Cache to Cache Transfers Cache to cache transfers occur when a cache (C1) owns the data (the block is in the M state) and a read request for the data (C2) is detected on the bus. C1 must supply the data because it has the only valid copy of the data. Possible methods to do this: 1. Abort and retry Downside of this approach there needs to be two memory latencies to get the data to the requester. 2. Intervention The core that owns the data intervenes and tells the memory it will respond. An intervention signal must be added to the bus. Disadvantage of this method: hardware is more complex Modern processors use the Intervention method. Avoiding Memory Writes on Cache to Cache Transfers When using the Intervention method, the memory needs to be written when there is a read of modified data. It would be better if the memory was only written when the block is kicked out the cache the Owner would be a new block state that is responsible for responding to read requests and updating memory. MOSI Coherence The O state is like the S state except: 1. when a read is detected the owner responds 2. write back to memory when the block is replaced

M = a core has modified the data and has the only valid copy of the data S = at least one core has the block in its cache and it is clean O = a core has modified the data, and has shared the modified data with at least one other core M(O)SI Inefficiency There is still inefficiencies in MOSI. When going from a Shared state to a Modified state, the block must pass through the invalid state.

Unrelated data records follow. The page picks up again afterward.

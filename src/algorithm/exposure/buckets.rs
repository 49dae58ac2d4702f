//! AQI severity band classification
//!
//! Days are counted against cumulative `<=` thresholds and the cumulative
//! counts are differenced, so every day lands in exactly one band and a day
//! sitting on a threshold belongs to the band that threshold closes.

use crate::config::{BAND_COUNT, SeverityBands};
use crate::models::{BandCounts, DailyMeasurement};

/// Saturating conversion of a day count
pub(crate) fn day_count(n: usize) -> u32 {
    u32::try_from(n).unwrap_or(u32::MAX)
}

/// Days whose mean AQI is at or below `threshold`
#[must_use]
pub fn count_at_or_below(daily: &[DailyMeasurement], threshold: f64) -> u32 {
    day_count(daily.iter().filter(|d| d.aqi <= threshold).count())
}

/// Days whose mean AQI is strictly above `threshold`
#[must_use]
pub fn count_above(daily: &[DailyMeasurement], threshold: f64) -> u32 {
    day_count(daily.len()) - count_at_or_below(daily, threshold)
}

/// Count days per severity band
#[must_use]
pub fn classify(daily: &[DailyMeasurement], bands: &SeverityBands) -> BandCounts {
    let thresholds = *bands.thresholds();
    let cumulative = thresholds.map(|t| count_at_or_below(daily, f64::from(t)));
    let total = day_count(daily.len());

    let mut counts = [0_u32; BAND_COUNT];
    counts[0] = cumulative[0];
    for i in 1..cumulative.len() {
        counts[i] = cumulative[i] - cumulative[i - 1];
    }
    counts[BAND_COUNT - 1] = total - cumulative[cumulative.len() - 1];

    BandCounts::new(counts)
}
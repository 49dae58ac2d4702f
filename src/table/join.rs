//! Reconciliation of profiles with the population table

use std::sync::Arc;

use arrow::array::{ArrayRef, UInt32Array};
use arrow::compute::take;
use arrow::datatypes::{Field, Schema};
use arrow::error::ArrowError;
use arrow::record_batch::RecordBatch;
use log::{info, warn};
use rustc_hash::FxHashMap;

use super::columns::string_column;
use super::convert::PERSON_ID;
use crate::config::JoinPolicy;
use crate::error::{Error, Result};

/// Attach profile columns to the population by `person_id`
///
/// With [`JoinPolicy::Left`] every population row is kept and rows without a
/// matching profile get null profile columns. [`JoinPolicy::Inner`] drops
/// them. Population order is preserved in both cases.
///
/// # Errors
/// Returns [`Error::DuplicatePersonId`] if a non-null `person_id` appears
/// twice among the profiles, or [`Error::MissingColumns`] if either table
/// lacks `person_id`.
pub fn join_profiles(
    population: &RecordBatch,
    profiles: &RecordBatch,
    policy: JoinPolicy,
) -> Result<RecordBatch> {
    let population_ids = string_column(population, PERSON_ID)?;
    let profile_ids = string_column(profiles, PERSON_ID)?;

    let population_rows = row_count(population, "population")?;
    row_count(profiles, "profile")?;

    let mut profile_index: FxHashMap<&str, u32> = FxHashMap::default();
    for (row, id) in (0..).zip(profile_ids.iter()) {
        let Some(id) = id else { continue };
        if profile_index.insert(id, row).is_some() {
            return Err(Error::DuplicatePersonId(id.to_string()));
        }
    }

    let matches: Vec<Option<u32>> = population_ids
        .iter()
        .map(|id| id.and_then(|id| profile_index.get(id).copied()))
        .collect();
    let unmatched = matches.iter().filter(|m| m.is_none()).count();

    let (left_rows, right_rows): (Vec<u32>, Vec<Option<u32>>) = match policy {
        JoinPolicy::Left => (0..population_rows).zip(matches).unzip(),
        JoinPolicy::Inner => (0..population_rows)
            .zip(matches)
            .filter(|(_, m)| m.is_some())
            .unzip(),
    };

    if unmatched > 0 {
        match policy {
            JoinPolicy::Left => info!("{unmatched} participants have no profile key; profile columns left null"),
            JoinPolicy::Inner => warn!("Inner join dropped {unmatched} participants without a profile key"),
        }
    }

    let left_indices = UInt32Array::from(left_rows);
    let right_indices = UInt32Array::from(right_rows);

    let mut fields: Vec<Field> = population
        .schema()
        .fields()
        .iter()
        .map(|f| f.as_ref().clone())
        .collect();
    let mut columns: Vec<ArrayRef> = population
        .columns()
        .iter()
        .map(|c| take(c.as_ref(), &left_indices, None))
        .collect::<std::result::Result<_, _>>()?;

    let profile_schema = profiles.schema();
    for (field, column) in profile_schema.fields().iter().zip(profiles.columns()) {
        if field.name() == PERSON_ID {
            continue;
        }
        fields.push(field.as_ref().clone().with_nullable(true));
        columns.push(take(column.as_ref(), &right_indices, None)?);
    }

    Ok(RecordBatch::try_new(Arc::new(Schema::new(fields)), columns)?)
}

/// Row count of a table as a `take` index
fn row_count(batch: &RecordBatch, table: &str) -> Result<u32> {
    u32::try_from(batch.num_rows()).map_err(|_| {
        ArrowError::InvalidArgumentError(format!(
            "{table} table has {} rows, more than a u32 join index can address",
            batch.num_rows()
        ))
        .into()
    })
}
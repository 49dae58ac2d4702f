//! Environmental exposure profiling
//!
//! For each participant the pipeline:
//!
//! 1. Resolves the exposure window from the diagnosis period
//! 2. Selects the measurements recorded in the participant's zip3
//! 3. Restricts them to the window and averages stations per calendar day
//! 4. Counts days per AQI severity band
//! 5. Derives measured-day coverage and mean values
//!
//! The dispatcher runs the pipeline for every participant on a bounded
//! worker pool and returns the profiles in input order.

pub mod buckets;
pub mod builder;
pub mod coverage;
pub mod daily;
pub mod dispatch;
pub mod window;
pub mod zip3;

// Re-export key types
pub use builder::ProfileBuilder;
pub use dispatch::dispatch_profiles;
pub use window::ExposureWindow;
pub use zip3::MeasurementSet;
//! Live Data
//!
//! Bounded per-device buffers for streamed readings.
//!
//! - **Recent buffer**: the newest readings, for live display
//! - **History buffer**: a longer window, for trend views
//! - **Quality tallies**: counts of normal/estimated/questionable/bad readings

mod ring;
mod store;

pub use ring::RingBuffer;
pub use store::{DataQualityTally, DeviceStatusEntry, LiveDataStore, LiveUpdate, QualityEntry};
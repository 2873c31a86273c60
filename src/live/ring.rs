//! Fixed-capacity ring buffer
//!
//! O(1) append; once full, every push drops the oldest element.

use std::collections::VecDeque;

#[derive(Debug, Clone)]
pub struct RingBuffer<T> {
    items: VecDeque<T>,
    capacity: usize,
}

impl<T> RingBuffer<T> {
    /// Create a buffer holding at most `capacity` items (minimum 1)
    pub fn new(capacity: usize) -> Self {
        let capacity = capacity.max(1);
        Self {
            items: VecDeque::with_capacity(capacity),
            capacity,
        }
    }

    /// Append an item, returning the evicted one if the buffer was full
    pub fn push(&mut self, item: T) -> Option<T> {
        let evicted = if self.items.len() == self.capacity {
            self.items.pop_front()
        } else {
            None
        };
        self.items.push_back(item);
        evicted
    }

    /// Append many items, returning how many old items were dropped
    pub fn extend<I: IntoIterator<Item = T>>(&mut self, items: I) -> usize {
        items
            .into_iter()
            .filter_map(|item| self.push(item))
            .count()
    }

    /// Oldest to newest
    pub fn iter(&self) -> impl DoubleEndedIterator<Item = &T> {
        self.items.iter()
    }
}

impl<T: Clone> RingBuffer<T> {
    pub fn to_vec(&self) -> Vec<T> {
        self.items.iter().cloned().collect()
    }
}

#[cfg(test)]
mod tests {
    use super::*;

    #[test]
    fn test_push_within_capacity() {
        let mut ring = RingBuffer::new(3);
        assert!(ring.push(1).is_none());
        assert!(ring.push(2).is_none());
        assert_eq!(ring.to_vec(), vec![1, 2]);
    }

    #[test]
    fn test_overflow_drops_oldest() {
        let mut ring = RingBuffer::new(3);
        for i in 1..=3 {
            ring.push(i);
        }
        assert_eq!(ring.push(4), Some(1));
        assert_eq!(ring.to_vec(), vec![2, 3, 4]);
        assert_eq!(ring.iter().next_back(), Some(&4));
    }

    #[test]
    fn test_extend_counts_dropped() {
        let mut ring = RingBuffer::new(4);
        let dropped = ring.extend(0..10);
        assert_eq!(dropped, 6);
        assert_eq!(ring.to_vec(), vec![6, 7, 8, 9]);
    }

    #[test]
    fn test_zero_capacity_is_clamped() {
        let mut ring = RingBuffer::new(0);
        ring.push("a");
        ring.push("b");
        assert_eq!(ring.to_vec(), vec!["b"]);
    }
}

To eliminate this step a new state is introduced, the Exclusive state. The E State The exclusive state is used when a core is the only core that has a clean copy of the data. When a block is in the E state it can move to the M state directly because no other core has a copy of the data. Directory Based Coherence Snooping downside: every request must be broadcast, which means there must be one bus. This leads to a bottleneck and snooping can be scalded to more than 16 processors. To eliminate the need to broadcast, while still observing the coherence requirements, a directory can be used. Directory A directory is: Distributed across all cores, each core has its own slice Each slice serves a set of blocks. The directory keeps track of which caches have the block, for valid states only. The Directory Entry The directory entry has: 1 Dirty bit 1 bit/cache Present/Not Present 0 = block is not present in a valid state in the cache For example: for an 8 core system there are 8 bits for signifying present/not present The directory communication requires an acknowledgement from the cores after a request. Cache Misses with Coherence The three C s are now four: Compulsory, Conflict, Capacity Coherence Miss a miss caused by coherence.

For example: A core (C1) reads a memory location, then another core (C2) writes to that location. When C1 attempts to read the memory location again, the data is invalid. This is a miss due to coherence. Two types of coherence misses: True Sharing different cores access the same data False Sharing different cores are accessing different memory locations, but these memory locations are in the same block. From the standpoint of coherence, data in the same block are the same data.